Was ist eines der innovativsten oder nachhaltigsten Projekte bei Rapunzel?
Innovation und Nachhaltigkeit stecken bei Rapunzel nicht in einem einzelnen Projekt, sondern im Geschäftskern selbst. Es ist das Alltagsgeschäft, das nachhaltig ist. Natürlich versuchen wir in einzelnen Projekten auch immer besser, fortschrittlicher und nachhaltiger zu werden. Aber eigentlich finde ich es viel wichtiger, dass die Prozesse von Grund auf nachhaltig strukturiert sind, beispielsweise in der Lieferantenauswahl, der Bedarfsplanung, welche wichtig für die Ernteplanung der Lieferanten ist und wiederum eine nachhaltige Wirtschaftsweise auf Ebene der Lieferanten ermöglicht. Ich finde es sehr wichtig, dass man im alltäglichen Tun nachhaltig und innovativ ist und ganzheitlich handelt, anstatt (nur) in einzelnen Projekten.
Welche drei Trends werden Deiner Einschätzung nach unsere Wirtschaft und Gesellschaft bis 2040 fundamental beeinflussen?
Nachhaltigkeit wird weiter ein sehr wichtiges Thema bleiben. Es kommen jetzt mehr und mehr Regularien, wodurch dem Thema auch mehr Aufmerksamkeit geschenkt wird. Im Speziellen bin ich der festen Überzeugung, dass fairer Handel immer wichtiger wird. Dabei ist vor allem die Unterstützung von Kleinbauernorganisationen enorm wichtig, um den Menschen vor Ort eine Lebensgrundlage zu bieten und um eine attraktive Alternative zur fortschreitenden Urbanisierung zu bieten.
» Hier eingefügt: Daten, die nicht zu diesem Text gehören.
// Sequence Player - plays a recorded note sequence through the lookahead scheduler
//
// Supports a [start_at, end_at) trim window, speed scaling, pause/resume and
// looping. Positions reported to observers are in song time (seconds of the
// original recording), whatever the playback speed.

use crate::audio::clock::{PlaybackContext, Tone};
use crate::config::SchedulerConfig;
use crate::error::{SchedulerError, SchedulerResult};
use crate::sequencer::lookahead::{Commit, EventSource, LookaheadScheduler};
use crate::sequencer::note::{Note, midi_to_frequency, note_name, song_duration};
use crate::sequencer::timeline::{NoteEvent, NoteTimeline, TimelineCursor};
use crate::sequencer::timer::{PollTimer, Tick};
use crate::sequencer::transport::TransportState;

/// Arguments of one `play` call
#[derive(Debug, Clone, Copy, PartialEq)]
pub struct PlayOptions {
    /// Song time (seconds) where playback starts
    pub start_at: f64,
    /// Song time where playback ends (exclusive), `None` for the whole song
    pub end_at: Option<f64>,
    /// Relative speed, 0.5 plays at half speed
    pub speed: f64,
    /// Restart from `start_at` when the end is reached
    pub looping: bool,
}

impl Default for PlayOptions {
    fn default() -> Self {
        Self {
            start_at: 0.0,
            end_at: None,
            speed: 1.0,
            looping: false,
        }
    }
}

impl PlayOptions {
    pub fn new() -> Self {
        Self::default()
    }

    pub fn with_start_at(mut self, start_at: f64) -> Self {
        self.start_at = start_at;
        self
    }

    /// A negative value (conventionally -1) means unbounded
    pub fn with_end_at(mut self, end_at: f64) -> Self {
        self.end_at = (end_at >= 0.0).then_some(end_at);
        self
    }

    pub fn with_speed(mut self, speed: f64) -> Self {
        self.speed = speed;
        self
    }

    pub fn with_looping(mut self, looping: bool) -> Self {
        self.looping = looping;
        self
    }

    /// Check the trim window and speed before a session is created
    pub fn validate(&self) -> SchedulerResult<()> {
        if !self.speed.is_finite() || self.speed <= 0.0 {
            return Err(SchedulerError::invalid("speed", self.speed));
        }
        if !self.start_at.is_finite() || self.start_at < 0.0 {
            return Err(SchedulerError::invalid("start time", self.start_at));
        }
        match self.end_at {
            Some(end_at) if !end_at.is_finite() || end_at <= self.start_at => {
                Err(SchedulerError::invalid("end time", end_at))
            }
            _ => Ok(()),
        }
    }
}

struct PlayerSession {
    /// Untrimmed, unscaled input, kept for resume and loop restarts
    notes: Vec<Note>,
    options: PlayOptions,
    /// Where a loop restarts; stays put across pause/resume
    loop_start: f64,
    start_time: f64,
    song_duration: f64,
    cursor: TimelineCursor<NoteEvent>,
}

impl PlayerSession {
    fn play_time(&self, now: f64) -> f64 {
        (now - self.start_time) * self.options.speed + self.options.start_at
    }

    /// With an end bound, the bound alone ends the session. Otherwise the
    /// session ends once every note is committed and the unscaled elapsed
    /// time, counted from `start_at`, covers the speed-scaled song.
    fn reached_end(&self, now: f64) -> bool {
        match self.options.end_at {
            Some(end) => self.play_time(now) >= end,
            None => {
                let elapsed = now - self.start_time;
                self.cursor.is_exhausted()
                    && elapsed + self.options.start_at >= self.song_duration / self.options.speed
            }
        }
    }
}

type TimeObserver = Box<dyn FnMut(Option<f64>)>;
type StopObserver = Box<dyn FnMut()>;

/// Player for finite note sequences
///
/// `Stopped -> Playing <-> Paused -> Stopped`, with loop completion restarting
/// the session in place.
pub struct SequencePlayer {
    context: PlaybackContext,
    scheduler: LookaheadScheduler,
    timer: PollTimer,

    volume: f32,
    logging: bool,

    state: TransportState,
    session: Option<PlayerSession>,
    current_play_time: Option<f64>,

    on_time_change: Option<TimeObserver>,
    on_stop: Option<StopObserver>,
}

impl SequencePlayer {
    pub fn new(context: PlaybackContext, config: &SchedulerConfig) -> SchedulerResult<Self> {
        Ok(Self {
            context,
            scheduler: LookaheadScheduler::for_player(config)?,
            timer: PollTimer::new(),
            volume: 1.0,
            logging: false,
            state: TransportState::Stopped,
            session: None,
            current_play_time: None,
            on_time_change: None,
            on_stop: None,
        })
    }

    /// Called on every poll with the song position, and with `None` on stop
    pub fn on_time_change(&mut self, observer: impl FnMut(Option<f64>) + 'static) {
        self.on_time_change = Some(Box::new(observer));
    }

    /// Called when playback stops, unless stopped with `notify = false`
    pub fn on_stop(&mut self, observer: impl FnMut() + 'static) {
        self.on_stop = Some(Box::new(observer));
    }

    /// Linear gain in [0, 1] applied to notes committed from now on
    pub fn set_volume(&mut self, volume: f32) {
        self.volume = volume.clamp(0.0, 1.0);
    }

    pub fn volume(&self) -> f32 {
        self.volume
    }

    /// Log every committed note
    pub fn set_logging(&mut self, logging: bool) {
        self.logging = logging;
    }

    pub fn state(&self) -> TransportState {
        self.state
    }

    /// True while a session exists, paused or not
    pub fn is_playing(&self) -> bool {
        self.state.has_session()
    }

    pub fn is_paused(&self) -> bool {
        self.state.is_paused()
    }

    /// Song position of the last poll, `None` when stopped
    pub fn current_play_time(&self) -> Option<f64> {
        self.current_play_time
    }

    /// Options of the current session
    pub fn options(&self) -> Option<PlayOptions> {
        self.session.as_ref().map(|s| s.options)
    }

    /// Play `notes` in their onset order
    ///
    /// Replaces an active session without notifying the stop observer.
    pub fn play(&mut self, notes: &[Note], options: PlayOptions) -> SchedulerResult<()> {
        if !notes.iter().any(Note::is_playable) {
            log::warn!(target: "Player", "Was called with no data");
            return Err(SchedulerError::EmptyInput);
        }
        if let Err(e) = options.validate() {
            log::error!(target: "Player", "{}", e);
            return Err(e);
        }
        let duration = song_duration(notes);
        if options.start_at > 0.0 && options.start_at >= duration {
            let err = SchedulerError::invalid("start time", options.start_at);
            log::error!(target: "Player", "{} (song lasts {:.2}s)", err, duration);
            return Err(err);
        }
        if let Err(e) = self.context.ensure_running() {
            log::error!(target: "Player", "Cannot play: {}", e);
            return Err(e.into());
        }

        if self.state.has_session() {
            log::info!(target: "Player", "Replacing current session");
        }
        self.begin(notes.to_vec(), options, options.start_at);
        Ok(())
    }

    /// Stop if a session exists, otherwise play
    pub fn toggle(&mut self, notes: &[Note], options: PlayOptions) -> SchedulerResult<()> {
        if self.state.has_session() {
            self.stop(true);
            Ok(())
        } else {
            self.play(notes, options)
        }
    }

    /// Suspend polling, keeping the session and its position
    ///
    /// Notes already committed to the audio clock still sound.
    pub fn pause(&mut self) -> SchedulerResult<()> {
        match self.state {
            TransportState::Paused => Ok(()),
            TransportState::Stopped => {
                log::warn!(target: "Player", "Cannot pause when not playing");
                Err(SchedulerError::InvalidOperation("pause without an active session"))
            }
            TransportState::Playing => {
                self.timer.cancel();
                self.state = TransportState::Paused;
                log::info!(
                    target: "Player",
                    "Paused at {:.2}s",
                    self.current_play_time.unwrap_or_default()
                );
                Ok(())
            }
        }
    }

    /// Continue a paused session from its last reported position
    pub fn resume(&mut self) -> SchedulerResult<()> {
        if !self.state.is_paused() {
            log::warn!(target: "Player", "Cannot resume player since it has not been paused");
            return Err(SchedulerError::InvalidOperation("resume without a paused session"));
        }
        if let Err(e) = self.context.ensure_running() {
            log::error!(target: "Player", "Cannot resume: {}", e);
            return Err(e.into());
        }
        let Some(session) = self.session.take() else {
            self.state = TransportState::Stopped;
            return Err(SchedulerError::InvalidOperation("resume without a paused session"));
        };

        let position = self.current_play_time.unwrap_or(session.options.start_at);
        log::info!(target: "Player", "Resuming at {:.2}s", position);
        let options = session.options.with_start_at(position);
        self.begin(session.notes, options, session.loop_start);
        Ok(())
    }

    /// Pause when playing, resume when paused
    pub fn pause_or_resume(&mut self) -> SchedulerResult<()> {
        match self.state {
            TransportState::Stopped => {
                log::warn!(target: "Player", "Cannot pause / resume when player is not playing");
                Err(SchedulerError::InvalidOperation("pause/resume without an active session"))
            }
            TransportState::Paused => self.resume(),
            TransportState::Playing => self.pause(),
        }
    }

    /// End the session. No-op when stopped.
    ///
    /// Observers see `on_time_change(None)`, then `on_stop()` if `notify` is set.
    pub fn stop(&mut self, notify: bool) {
        if !self.state.has_session() {
            return;
        }
        self.timer.cancel();
        self.state = TransportState::Stopped;
        self.session = None;
        self.current_play_time = None;
        log::info!(target: "Player", "Stopping player");

        if let Some(on_time_change) = self.on_time_change.as_mut() {
            on_time_change(None);
        }
        if notify {
            if let Some(on_stop) = self.on_stop.as_mut() {
                on_stop();
            }
        }
    }

    fn begin(&mut self, notes: Vec<Note>, options: PlayOptions, loop_start: f64) {
        self.timer.cancel();

        let built = NoteTimeline::build(&notes, options.start_at, options.speed);
        if built.skipped > 0 {
            log::warn!(target: "Player", "Skipping {} notes with invalid timing", built.skipped);
        }
        let end_offset = options
            .end_at
            .map(|end| (end - options.start_at) / options.speed);

        log::info!(
            target: "Player",
            "Playing {} notes from {:.2}s, speed {}, volume {}",
            built.timeline.len(),
            options.start_at,
            options.speed,
            self.volume
        );

        self.session = Some(PlayerSession {
            notes,
            options,
            loop_start,
            start_time: self.context.device.now(),
            song_duration: built.song_duration,
            cursor: built.timeline.into_cursor(end_offset),
        });
        self.state = TransportState::Playing;
        // A fresh session always runs until its first timer poll, so a loop
        // over an empty or zero-length range restarts once per poll interval
        self.poll(false);
    }

    fn poll(&mut self, check_end: bool) {
        let now = self.context.device.now();
        let Some(session) = self.session.as_mut() else {
            return;
        };

        let play_time = session.play_time(now);
        let mut commits = Vec::new();
        self.scheduler
            .poll(session.start_time, now, &mut session.cursor, |commit| commits.push(commit));
        let reached_end = check_end && session.reached_end(now);

        self.current_play_time = Some(play_time);
        if let Some(on_time_change) = self.on_time_change.as_mut() {
            on_time_change(Some(play_time));
        }

        for commit in commits {
            self.emit(commit);
        }

        if reached_end {
            self.stop_or_loop();
        } else {
            self.timer
                .arm(self.context.wall.now_ms(), self.scheduler.poll_interval_ms());
        }
    }

    fn stop_or_loop(&mut self) {
        let looping = self.session.as_ref().is_some_and(|s| s.options.looping);
        if !looping {
            self.stop(true);
            return;
        }
        let Some(session) = self.session.take() else {
            return;
        };
        log::info!(target: "Player", "Looping back to {:.2}s", session.loop_start);
        let options = session.options.with_start_at(session.loop_start);
        self.begin(session.notes, options, session.loop_start);
    }

    fn emit(&mut self, commit: Commit<NoteEvent>) {
        let event = commit.event.payload;
        if self.logging {
            log::info!(
                target: "Player",
                "Playing {} for {:.3}s",
                note_name(event.pitch),
                event.duration
            );
        }

        let tone = Tone::new(
            midi_to_frequency(event.pitch),
            self.volume,
            commit.target_time,
            event.duration,
        );
        if let Err(e) = self.context.device.schedule_tone(tone) {
            log::warn!(target: "Player", "Note {} not scheduled: {}", event.note_id, e);
        }
    }
}

impl Tick for SequencePlayer {
    fn next_deadline_ms(&self) -> Option<f64> {
        self.timer.deadline_ms()
    }

    fn tick(&mut self) {
        if self.timer.take_due(self.context.wall.now_ms()).is_some() {
            self.poll(true);
        }
    }
}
Auch wenn es auf den ersten Blick nicht direkt zusammenhängt, ist für mich Digitalisierung und Nachhaltigkeit sehr eng miteinander verwoben. Um nachhaltig wirtschaften zu können, ist es wichtig, dass man im Unternehmen so effizient wie möglich arbeitet und laufend an einer Optimierung der Prozesse arbeitet. Gerade bei einem hohen Materialaufwand, welcher aus fairen Preisen für die Lieferanten resultiert, ist das essentiell. Und ein Thema, das sicher immer mehr kommen wird, ist übergreifende Zusammenarbeit – zum einen im Unternehmen, aber vor allem auch zwischen Unternehmen. Sei es zum Thema Digitalisierung oder Nachhaltigkeit. Gerade durch den Austausch ist es möglich, immer mehr Unternehmer:innen für nachhaltiges Wirtschaften zu gewinnen. Das ist auch der Grund, weshalb Unternehmernetzwerke wie die Fairantwortung gAG meiner Meinung nach einen großen Beitrag leisten.